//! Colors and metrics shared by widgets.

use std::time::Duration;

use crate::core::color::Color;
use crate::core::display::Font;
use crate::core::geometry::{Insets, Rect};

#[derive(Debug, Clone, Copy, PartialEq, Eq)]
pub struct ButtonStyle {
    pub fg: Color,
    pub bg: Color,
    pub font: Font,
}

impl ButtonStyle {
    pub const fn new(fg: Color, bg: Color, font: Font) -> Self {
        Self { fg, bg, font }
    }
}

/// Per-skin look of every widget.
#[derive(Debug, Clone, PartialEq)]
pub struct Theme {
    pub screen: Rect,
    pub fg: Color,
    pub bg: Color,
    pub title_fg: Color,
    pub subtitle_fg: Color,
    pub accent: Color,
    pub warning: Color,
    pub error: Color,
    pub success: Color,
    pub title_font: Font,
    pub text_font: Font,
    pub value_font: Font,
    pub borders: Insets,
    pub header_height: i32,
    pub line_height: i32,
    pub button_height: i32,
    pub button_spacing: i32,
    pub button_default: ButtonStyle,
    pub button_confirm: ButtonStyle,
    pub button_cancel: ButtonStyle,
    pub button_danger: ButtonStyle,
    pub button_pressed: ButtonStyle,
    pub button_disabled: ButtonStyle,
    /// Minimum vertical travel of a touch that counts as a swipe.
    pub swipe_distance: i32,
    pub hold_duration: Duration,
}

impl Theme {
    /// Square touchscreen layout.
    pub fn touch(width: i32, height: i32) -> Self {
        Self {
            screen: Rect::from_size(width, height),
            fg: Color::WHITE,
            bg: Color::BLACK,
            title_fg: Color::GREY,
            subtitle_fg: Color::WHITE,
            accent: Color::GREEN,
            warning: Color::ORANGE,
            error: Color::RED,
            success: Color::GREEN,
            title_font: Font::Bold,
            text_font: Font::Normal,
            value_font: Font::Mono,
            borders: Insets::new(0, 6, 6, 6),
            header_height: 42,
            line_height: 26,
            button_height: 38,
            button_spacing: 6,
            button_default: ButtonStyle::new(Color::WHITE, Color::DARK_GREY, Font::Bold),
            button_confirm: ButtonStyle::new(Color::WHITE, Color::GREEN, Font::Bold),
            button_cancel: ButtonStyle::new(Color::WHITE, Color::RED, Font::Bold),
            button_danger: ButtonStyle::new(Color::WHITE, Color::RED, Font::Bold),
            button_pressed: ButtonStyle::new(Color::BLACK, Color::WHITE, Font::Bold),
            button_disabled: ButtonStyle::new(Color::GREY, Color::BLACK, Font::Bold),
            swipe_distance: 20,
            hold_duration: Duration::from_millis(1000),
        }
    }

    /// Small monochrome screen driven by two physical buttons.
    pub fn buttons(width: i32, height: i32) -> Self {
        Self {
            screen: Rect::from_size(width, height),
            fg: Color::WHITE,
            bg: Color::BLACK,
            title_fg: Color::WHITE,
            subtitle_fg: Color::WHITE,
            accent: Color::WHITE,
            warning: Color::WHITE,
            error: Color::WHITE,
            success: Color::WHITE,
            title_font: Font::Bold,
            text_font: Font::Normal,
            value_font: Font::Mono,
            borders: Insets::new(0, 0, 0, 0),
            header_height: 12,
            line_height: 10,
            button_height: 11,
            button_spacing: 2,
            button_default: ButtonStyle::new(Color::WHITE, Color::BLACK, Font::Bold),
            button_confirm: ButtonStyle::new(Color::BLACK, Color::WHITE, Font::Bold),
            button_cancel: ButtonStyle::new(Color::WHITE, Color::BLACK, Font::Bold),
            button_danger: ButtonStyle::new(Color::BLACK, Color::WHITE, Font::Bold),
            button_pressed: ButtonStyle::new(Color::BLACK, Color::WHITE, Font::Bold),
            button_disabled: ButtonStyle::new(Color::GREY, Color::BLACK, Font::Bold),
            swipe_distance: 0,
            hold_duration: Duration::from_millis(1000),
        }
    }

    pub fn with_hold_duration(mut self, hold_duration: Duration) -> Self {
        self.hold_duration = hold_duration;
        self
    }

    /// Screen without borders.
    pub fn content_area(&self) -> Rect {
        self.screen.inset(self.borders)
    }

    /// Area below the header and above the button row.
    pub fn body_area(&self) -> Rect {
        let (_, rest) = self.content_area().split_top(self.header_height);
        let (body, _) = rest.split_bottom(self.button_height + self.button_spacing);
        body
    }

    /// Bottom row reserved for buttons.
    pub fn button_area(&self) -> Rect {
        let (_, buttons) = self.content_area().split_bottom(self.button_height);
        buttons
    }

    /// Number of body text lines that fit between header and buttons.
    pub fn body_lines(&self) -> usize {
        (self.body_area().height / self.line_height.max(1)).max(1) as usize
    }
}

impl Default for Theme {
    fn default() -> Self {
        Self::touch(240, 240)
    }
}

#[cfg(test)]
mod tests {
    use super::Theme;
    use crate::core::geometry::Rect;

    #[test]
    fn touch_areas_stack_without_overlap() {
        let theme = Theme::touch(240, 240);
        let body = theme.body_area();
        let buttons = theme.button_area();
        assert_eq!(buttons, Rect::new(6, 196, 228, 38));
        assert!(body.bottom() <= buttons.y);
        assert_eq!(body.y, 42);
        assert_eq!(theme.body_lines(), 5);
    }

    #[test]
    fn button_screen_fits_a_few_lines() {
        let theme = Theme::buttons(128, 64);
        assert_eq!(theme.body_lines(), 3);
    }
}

--

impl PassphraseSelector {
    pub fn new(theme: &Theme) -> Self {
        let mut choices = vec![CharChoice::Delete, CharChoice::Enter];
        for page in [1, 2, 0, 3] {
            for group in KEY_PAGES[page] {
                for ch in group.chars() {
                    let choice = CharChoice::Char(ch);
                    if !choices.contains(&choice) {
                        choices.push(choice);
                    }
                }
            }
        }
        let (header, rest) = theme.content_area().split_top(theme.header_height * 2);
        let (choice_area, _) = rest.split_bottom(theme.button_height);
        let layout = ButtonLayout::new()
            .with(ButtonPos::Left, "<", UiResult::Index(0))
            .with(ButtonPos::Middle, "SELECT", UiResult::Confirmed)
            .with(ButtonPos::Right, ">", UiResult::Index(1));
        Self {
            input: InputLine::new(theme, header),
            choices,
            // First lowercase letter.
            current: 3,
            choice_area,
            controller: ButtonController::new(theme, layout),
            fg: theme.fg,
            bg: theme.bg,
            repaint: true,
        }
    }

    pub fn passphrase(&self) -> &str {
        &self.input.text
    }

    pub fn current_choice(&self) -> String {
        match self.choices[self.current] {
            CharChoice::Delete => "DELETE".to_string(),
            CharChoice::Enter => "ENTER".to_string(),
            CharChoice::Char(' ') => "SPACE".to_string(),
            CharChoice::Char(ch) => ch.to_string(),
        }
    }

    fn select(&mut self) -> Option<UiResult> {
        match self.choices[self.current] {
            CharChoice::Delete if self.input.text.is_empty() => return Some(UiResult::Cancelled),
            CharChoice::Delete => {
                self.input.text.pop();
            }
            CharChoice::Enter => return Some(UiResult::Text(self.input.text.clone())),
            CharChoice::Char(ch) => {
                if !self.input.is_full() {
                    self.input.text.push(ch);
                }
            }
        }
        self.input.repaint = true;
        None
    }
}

---

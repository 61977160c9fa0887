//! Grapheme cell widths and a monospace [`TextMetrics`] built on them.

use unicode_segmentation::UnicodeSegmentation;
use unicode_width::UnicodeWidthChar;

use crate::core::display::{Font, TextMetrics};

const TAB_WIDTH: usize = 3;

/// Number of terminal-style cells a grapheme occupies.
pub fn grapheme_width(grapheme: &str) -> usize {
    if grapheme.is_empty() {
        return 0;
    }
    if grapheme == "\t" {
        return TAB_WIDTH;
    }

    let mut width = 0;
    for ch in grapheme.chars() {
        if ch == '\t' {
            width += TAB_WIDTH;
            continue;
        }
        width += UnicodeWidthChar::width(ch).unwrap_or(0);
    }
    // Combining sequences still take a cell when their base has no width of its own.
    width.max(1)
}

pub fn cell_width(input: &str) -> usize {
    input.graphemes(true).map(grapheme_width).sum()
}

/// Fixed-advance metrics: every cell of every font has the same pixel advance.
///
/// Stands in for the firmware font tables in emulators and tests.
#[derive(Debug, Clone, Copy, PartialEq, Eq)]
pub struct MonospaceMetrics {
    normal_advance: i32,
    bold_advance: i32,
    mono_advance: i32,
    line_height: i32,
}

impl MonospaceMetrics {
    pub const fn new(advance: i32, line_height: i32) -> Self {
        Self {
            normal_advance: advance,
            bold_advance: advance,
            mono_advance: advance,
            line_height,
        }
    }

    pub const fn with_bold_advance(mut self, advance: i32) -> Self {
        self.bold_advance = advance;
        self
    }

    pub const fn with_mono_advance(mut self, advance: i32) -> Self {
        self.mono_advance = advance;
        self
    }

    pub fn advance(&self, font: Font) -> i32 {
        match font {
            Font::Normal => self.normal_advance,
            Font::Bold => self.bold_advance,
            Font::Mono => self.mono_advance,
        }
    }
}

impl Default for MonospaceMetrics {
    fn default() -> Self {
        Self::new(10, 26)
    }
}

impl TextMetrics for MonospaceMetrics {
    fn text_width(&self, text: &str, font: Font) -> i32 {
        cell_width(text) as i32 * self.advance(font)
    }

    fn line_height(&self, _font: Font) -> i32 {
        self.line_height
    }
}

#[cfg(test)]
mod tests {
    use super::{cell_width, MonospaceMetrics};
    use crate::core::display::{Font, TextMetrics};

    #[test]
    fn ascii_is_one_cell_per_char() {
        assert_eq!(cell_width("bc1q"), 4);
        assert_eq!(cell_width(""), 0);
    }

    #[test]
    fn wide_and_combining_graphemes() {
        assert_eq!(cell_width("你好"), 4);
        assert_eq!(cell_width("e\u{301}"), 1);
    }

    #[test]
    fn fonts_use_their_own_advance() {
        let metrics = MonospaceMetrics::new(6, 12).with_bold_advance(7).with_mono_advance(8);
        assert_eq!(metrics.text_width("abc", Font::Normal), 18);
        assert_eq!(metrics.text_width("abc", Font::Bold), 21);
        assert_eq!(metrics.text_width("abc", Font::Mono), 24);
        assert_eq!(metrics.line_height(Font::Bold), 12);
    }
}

Exercise brief: For the string "borders", filter the data and copy out each line where it occurs.

Your solution:
    pub borders: Insets,
            borders: Insets::new(0, 6, 6, 6),
            borders: Insets::new(0, 0, 0, 0),
    /// Screen without borders.
        self.screen.inset(self.borders)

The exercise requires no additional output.